Currently, many banks are aiming to comply with Basel II. Accordingly, in addition to credit risks, banks must also control market and operational risks. If judged according to the new framework, the CAR (Capital Adequacy Ratio) of Vietnamese banks will certainly be much lower than it is now. To achieve the capital adequacy ratio according to the new standard, there is no other way than for banks to increase their capital.

Another reason, according to experts, is that while banks may have to pay higher interest rates than traditional savings methods, attracting capital through the issuance of certificates of deposit gives them more confidence in their capital utilization plans. This is because the characteristic of this type of security is that the buyer cannot withdraw the funds before maturity.

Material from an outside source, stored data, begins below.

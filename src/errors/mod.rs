//! Error handling module for the portal.
//!
//! Provides centralized error types with mapping to process exit codes and output envelopes.

use serde::{Deserialize, Serialize};

/// Error codes as constants to avoid stringly-typed errors.
pub mod codes {
    pub const NOT_FOUND: &str = "NOT_FOUND";
    pub const VALIDATION_ERROR: &str = "VALIDATION_ERROR";
    pub const FIXTURE_ERROR: &str = "FIXTURE_ERROR";
    pub const INTERNAL_ERROR: &str = "INTERNAL_ERROR";
    pub const BAD_REQUEST: &str = "BAD_REQUEST";
}

/// Application error type.
#[derive(Debug)]
pub enum AppError {
    /// Route or record not found
    NotFound(String),
    /// Validation error
    Validation(String),
    /// Store document unreadable or malformed
    Fixture(String),
    /// Internal error
    Internal(String),
    /// Bad request
    BadRequest(String),
}

impl AppError {
    /// Get the process exit code for this error.
    pub fn exit_code(&self) -> u8 {
        match self {
            AppError::NotFound(_) => 3,
            AppError::Validation(_) => 4,
            AppError::BadRequest(_) => 2,
            AppError::Fixture(_) => 5,
            AppError::Internal(_) => 1,
        }
    }

    /// Get the error code for this error.
    pub fn error_code(&self) -> &'static str {
        match self {
            AppError::NotFound(_) => codes::NOT_FOUND,
            AppError::Validation(_) => codes::VALIDATION_ERROR,
            AppError::Fixture(_) => codes::FIXTURE_ERROR,
            AppError::Internal(_) => codes::INTERNAL_ERROR,
            AppError::BadRequest(_) => codes::BAD_REQUEST,
        }
    }

    /// Get the error message.
    pub fn message(&self) -> String {
        match self {
            AppError::NotFound(msg) => msg.clone(),
            AppError::Validation(msg) => msg.clone(),
            AppError::Fixture(msg) => msg.clone(),
            AppError::Internal(msg) => msg.clone(),
            AppError::BadRequest(msg) => msg.clone(),
        }
    }
}

impl std::fmt::Display for AppError {
    fn fmt(&self, f: &mut std::fmt::Formatter<'_>) -> std::fmt::Result {
        write!(f, "{}: {}", self.error_code(), self.message())
    }
}

impl std::error::Error for AppError {}

impl From<std::io::Error> for AppError {
    fn from(err: std::io::Error) -> Self {
        tracing::error!("IO error: {:?}", err);
        AppError::Fixture(format!("IO error: {}", err))
    }
}

impl From<serde_json::Error> for AppError {
    fn from(err: serde_json::Error) -> Self {
        tracing::error!("JSON error: {:?}", err);
        AppError::Fixture(format!("JSON error: {}", err))
    }
}

/// Error details in the output envelope.
#[derive(Debug, Serialize, Deserialize)]
pub struct ErrorDetails {
    pub code: String,
    pub message: String,
}

/// Error output envelope.
#[derive(Debug, Serialize, Deserialize)]
pub struct ErrorResponse {
    pub success: bool,
    pub error: ErrorDetails,
}

impl ErrorResponse {
    pub fn new(error: &AppError) -> Self {
        Self {
            success: false,
            error: ErrorDetails {
                code: error.error_code().to_string(),
                message: error.message(),
            },
        }
    }
}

However, in the current context, with increasingly fierce competition, banks have become more flexible by allowing customers to freely transfer certificates of deposit with the bank at any time.If the buyer does not want to be subject to a discount when transferring ownership (the bank will charge a fee for early transfer), the buyer can pledge the certificate as collateral to borrow funds from the bank.

With flexibility and attractive interest rates, many banks report that they have raised enough capital and closed accounts within just a few days. However, experts also note that although the interest rates are higher than savings deposit rates for the same term, buyers need to carefully consider their options and should only purchase these accounts when they have a clear plan for using the capital.

Some experts believe that such high interest rates on certificates of deposit will make it difficult for lending interest rates to remain stable, especially medium- and long-term rates. This will somewhat hinder the State Bank's goal of stabilizing and reducing interest rates to support businesses and the economy.